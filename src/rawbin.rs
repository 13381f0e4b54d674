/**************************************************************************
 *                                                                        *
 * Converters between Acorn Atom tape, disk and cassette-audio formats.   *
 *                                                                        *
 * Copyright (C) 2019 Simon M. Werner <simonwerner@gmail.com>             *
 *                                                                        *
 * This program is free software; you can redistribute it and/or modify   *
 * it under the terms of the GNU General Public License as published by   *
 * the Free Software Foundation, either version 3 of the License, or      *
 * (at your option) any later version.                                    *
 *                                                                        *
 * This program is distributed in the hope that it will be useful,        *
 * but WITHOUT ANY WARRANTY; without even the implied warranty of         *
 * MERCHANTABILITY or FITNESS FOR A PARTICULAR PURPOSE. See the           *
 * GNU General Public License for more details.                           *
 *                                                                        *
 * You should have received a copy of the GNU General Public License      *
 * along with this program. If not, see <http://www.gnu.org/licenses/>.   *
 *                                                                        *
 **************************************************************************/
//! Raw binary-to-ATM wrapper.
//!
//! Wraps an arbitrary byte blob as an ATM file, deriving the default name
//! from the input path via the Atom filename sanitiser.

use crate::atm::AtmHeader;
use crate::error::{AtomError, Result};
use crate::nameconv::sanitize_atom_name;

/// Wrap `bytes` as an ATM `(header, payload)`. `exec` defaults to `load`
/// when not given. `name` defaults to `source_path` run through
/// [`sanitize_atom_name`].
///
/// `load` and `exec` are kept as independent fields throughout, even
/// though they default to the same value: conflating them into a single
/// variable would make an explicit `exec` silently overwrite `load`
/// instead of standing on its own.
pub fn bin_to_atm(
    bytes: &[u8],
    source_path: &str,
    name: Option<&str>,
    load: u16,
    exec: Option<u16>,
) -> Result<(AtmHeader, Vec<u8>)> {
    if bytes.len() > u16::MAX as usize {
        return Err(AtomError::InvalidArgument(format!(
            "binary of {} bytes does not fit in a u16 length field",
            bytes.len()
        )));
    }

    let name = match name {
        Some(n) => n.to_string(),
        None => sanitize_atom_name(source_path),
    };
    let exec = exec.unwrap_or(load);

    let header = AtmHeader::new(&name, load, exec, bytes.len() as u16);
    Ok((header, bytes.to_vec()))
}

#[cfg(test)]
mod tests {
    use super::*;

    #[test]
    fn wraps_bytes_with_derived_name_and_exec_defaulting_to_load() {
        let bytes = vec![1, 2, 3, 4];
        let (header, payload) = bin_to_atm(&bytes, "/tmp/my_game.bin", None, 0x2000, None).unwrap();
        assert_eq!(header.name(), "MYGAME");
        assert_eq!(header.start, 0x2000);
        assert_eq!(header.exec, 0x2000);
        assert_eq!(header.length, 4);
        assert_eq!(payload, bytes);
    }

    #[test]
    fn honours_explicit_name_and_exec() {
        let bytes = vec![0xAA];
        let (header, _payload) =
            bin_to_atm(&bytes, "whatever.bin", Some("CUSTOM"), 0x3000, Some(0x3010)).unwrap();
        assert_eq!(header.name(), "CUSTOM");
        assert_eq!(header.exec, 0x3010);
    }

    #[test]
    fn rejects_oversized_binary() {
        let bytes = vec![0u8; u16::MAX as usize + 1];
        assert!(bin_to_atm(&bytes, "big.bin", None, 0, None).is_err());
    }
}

════════════════

Exercise: Starting with the first line above and ending with the line that holds "the default name", restate each line word for word and add nothing else.

Problem solution:
filename src/rawbin.rs
repository 13381f0e4b54d674
/**************************************************************************
 *                                                                        *
 * Converters between Acorn Atom tape, disk and cassette-audio formats.   *
 *                                                                        *
 * Copyright (C) 2019 Simon M. Werner <simonwerner@gmail.com>             *
 *                                                                        *
 * This program is free software; you can redistribute it and/or modify   *
 * it under the terms of the GNU General Public License as published by   *
 * the Free Software Foundation, either version 3 of the License, or      *
 * (at your option) any later version.                                    *
 *                                                                        *
 * This program is distributed in the hope that it will be useful,        *
 * but WITHOUT ANY WARRANTY; without even the implied warranty of         *
 * MERCHANTABILITY or FITNESS FOR A PARTICULAR PURPOSE. See the           *
 * GNU General Public License for more details.                           *
 *                                                                        *
 * You should have received a copy of the GNU General Public License      *
 * along with this program. If not, see <http://www.gnu.org/licenses/>.   *
 *                                                                        *
 **************************************************************************/
//! Raw binary-to-ATM wrapper.
//!
//! Wraps an arbitrary byte blob as an ATM file, deriving the default name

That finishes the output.